The ownership plan allows employees to purchase a contact for difference, enabling them to receive a cash reward at a pre-determined date if they achieve certain targets, targets that are usually linked to company performance.

Employees do have to pay a premium to enter into the plan, which means they are at risk of making a loss if certain targets aren’t achieved. However the cash loss is on average much lower than what they stand to gain.

Part of the scheme also includes the employer reimbursing their employee for any NI or income tax they are charged by HMRC, who are now working hard to clamp down on the tax avoidance scheme.

“Our firm view is that the schemes do not work and that any payments made by an employer to an employee on the maturity of the contract for difference should be taxed as employment income and subject to PAYE income tax and employer and employee National Insurance Contributions (NIC),” said HMRC, after it reviewed a number of GSOP and contract for difference schemes.
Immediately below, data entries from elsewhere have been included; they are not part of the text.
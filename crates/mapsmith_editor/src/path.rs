//! Gesture geometry: box and path cell sets between two grid positions
//!
//! Paths bend once. Which way they bend depends on the dominant axis:
//!
//! ```text
//!   Shallow        Steep      Diagonal (x first)
//!
//!   S # # #        S          S #
//!         E        #            # #
//!                  #              E
//!                  # E
//! ```
//!
//! Shallow paths run along X from the start then along Y on the end column.
//! Steep paths run along Y on the start column then along X on the end row.
//! Diagonal paths are a staircase; [`DiagonalPriority`] picks which axis
//! each step takes first.

use serde::{Deserialize, Serialize};

use crate::grid::GridPos;

/// Raw gesture endpoints, already clamped to the grid
#[derive(Debug, Clone, Copy, PartialEq, Eq, Serialize, Deserialize)]
pub struct GridRect {
    pub start: GridPos,
    pub end: GridPos,
}

impl GridRect {
    pub fn new(start: GridPos, end: GridPos) -> Self {
        Self { start, end }
    }

    pub fn min(&self) -> GridPos {
        GridPos::new(self.start.x.min(self.end.x), self.start.y.min(self.end.y))
    }

    pub fn max(&self) -> GridPos {
        GridPos::new(self.start.x.max(self.end.x), self.start.y.max(self.end.y))
    }

    pub fn delta(&self) -> (i32, i32) {
        (self.end.x - self.start.x, self.end.y - self.start.y)
    }

    pub fn width(&self) -> u32 {
        self.start.x.abs_diff(self.end.x) + 1
    }

    pub fn height(&self) -> u32 {
        self.start.y.abs_diff(self.end.y) + 1
    }
}

/// Every cell of the rectangle, row-major. Used for area fills of tiles.
pub fn box_cells(rect: GridRect, out: &mut Vec<GridPos>) {
    out.clear();
    let (min, max) = (rect.min(), rect.max());
    out.reserve((rect.width() * rect.height()) as usize);
    for y in min.y..=max.y {
        for x in min.x..=max.x {
            out.push(GridPos::new(x, y));
        }
    }
}

/// Only the perimeter of the rectangle, row-major. Used for wall boxes.
pub fn box_outline_cells(rect: GridRect, out: &mut Vec<GridPos>) {
    out.clear();
    let (min, max) = (rect.min(), rect.max());
    for y in min.y..=max.y {
        for x in min.x..=max.x {
            if x == min.x || x == max.x || y == min.y || y == max.y {
                out.push(GridPos::new(x, y));
            }
        }
    }
}

/// Compass direction of the gesture end relative to its start.
/// Y grows southwards.
#[derive(Debug, Clone, Copy, PartialEq, Eq, Hash, Serialize, Deserialize)]
pub enum PathQuadrant {
    North,
    NorthEast,
    East,
    SouthEast,
    South,
    SouthWest,
    West,
    NorthWest,
}

impl PathQuadrant {
    /// Classify a delta; `None` when the end sits on the start
    pub fn from_delta(dx: i32, dy: i32) -> Option<Self> {
        use std::cmp::Ordering::*;
        let quadrant = match (dx.cmp(&0), dy.cmp(&0)) {
            (Equal, Equal) => return None,
            (Equal, Less) => PathQuadrant::North,
            (Greater, Less) => PathQuadrant::NorthEast,
            (Greater, Equal) => PathQuadrant::East,
            (Greater, Greater) => PathQuadrant::SouthEast,
            (Equal, Greater) => PathQuadrant::South,
            (Less, Greater) => PathQuadrant::SouthWest,
            (Less, Equal) => PathQuadrant::West,
            (Less, Less) => PathQuadrant::NorthWest,
        };
        Some(quadrant)
    }
}

#[derive(Debug, Clone, Copy, PartialEq, Eq, Hash, Default, Serialize, Deserialize)]
pub enum PathMode {
    /// X is the dominant axis
    #[default]
    Shallow,
    /// Y is the dominant axis
    Steep,
    Diagonal,
}

impl PathMode {
    pub fn from_delta(dx: i32, dy: i32) -> Self {
        let (ax, ay) = (dx.abs(), dy.abs());
        if ax > ay {
            PathMode::Shallow
        } else if ay > ax {
            PathMode::Steep
        } else {
            PathMode::Diagonal
        }
    }
}

/// Axis a diagonal staircase steps along first
#[derive(Debug, Clone, Copy, PartialEq, Eq, Hash, Default, Serialize, Deserialize)]
pub enum DiagonalPriority {
    #[default]
    XFirst,
    YFirst,
}

/// Cells of a single-bend path from `rect.start` to `rect.end`, in walking order
pub fn path_cells(rect: GridRect, priority: DiagonalPriority, out: &mut Vec<GridPos>) {
    out.clear();
    let (dx, dy) = rect.delta();
    let (sx, sy) = (dx.signum(), dy.signum());
    let start = rect.start;
    out.reserve((dx.unsigned_abs() + dy.unsigned_abs() + 1) as usize);
    out.push(start);

    match PathMode::from_delta(dx, dy) {
        PathMode::Shallow => {
            for i in 1..=dx.abs() {
                out.push(GridPos::new(start.x + i * sx, start.y));
            }
            for i in 1..=dy.abs() {
                out.push(GridPos::new(rect.end.x, start.y + i * sy));
            }
        }
        PathMode::Steep => {
            for i in 1..=dy.abs() {
                out.push(GridPos::new(start.x, start.y + i * sy));
            }
            for i in 1..=dx.abs() {
                out.push(GridPos::new(start.x + i * sx, rect.end.y));
            }
        }
        PathMode::Diagonal => {
            let mut pos = start;
            for _ in 0..dx.abs() {
                let (first, second) = match priority {
                    DiagonalPriority::XFirst => ((sx, 0), (0, sy)),
                    DiagonalPriority::YFirst => ((0, sy), (sx, 0)),
                };
                pos = pos.offset(first.0, first.1);
                out.push(pos);
                pos = pos.offset(second.0, second.1);
                out.push(pos);
            }
        }
    }
}

/// Shape parameters a path stroke carries into orientation resolution
#[derive(Debug, Clone, Copy, PartialEq, Eq, Default, Serialize, Deserialize)]
pub struct PathShape {
    pub quadrant: Option<PathQuadrant>,
    pub mode: PathMode,
    pub diagonal_priority: DiagonalPriority,
}

/// Keeps path classification steady while the cursor moves.
///
/// The quadrant only changes while the cursor is off the start tile, so
/// passing back over the start does not flip it. The diagonal priority is
/// taken from the first move off the start tile and kept until the cursor
/// comes back.
#[derive(Debug, Clone, Default)]
pub struct PathTracker {
    shape: PathShape,
    away_from_start: bool,
}

impl PathTracker {
    pub fn reset(&mut self) {
        *self = Self::default();
    }

    pub fn shape(&self) -> PathShape {
        self.shape
    }

    /// Feed the current gesture rectangle; returns the shape to draw with
    pub fn track(&mut self, rect: GridRect) -> PathShape {
        let (dx, dy) = rect.delta();
        let Some(quadrant) = PathQuadrant::from_delta(dx, dy) else {
            self.away_from_start = false;
            return self.shape;
        };

        if !self.away_from_start {
            self.away_from_start = true;
            self.shape.diagonal_priority = if dx.abs() >= dy.abs() {
                DiagonalPriority::XFirst
            } else {
                DiagonalPriority::YFirst
            };
        }
        self.shape.quadrant = Some(quadrant);
        self.shape.mode = PathMode::from_delta(dx, dy);
        self.shape
    }
}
“Customers, their advisers and avoidance scheme promoters, should be aware that HMRC consider these schemes and arrangements to be ineffective, and will act swiftly and rigorously to challenge such cases.”

In 2009 accountancy firm Grant Thornton were subject to criticism after it was revealed that the service had been taken up by around 30 of its clients.

“It is not a tax wheeze,” said Grant Thornton tax partner Clive Fathers at the time. “It is a share based incentive arrangement to align employees’ interests with those of the company.”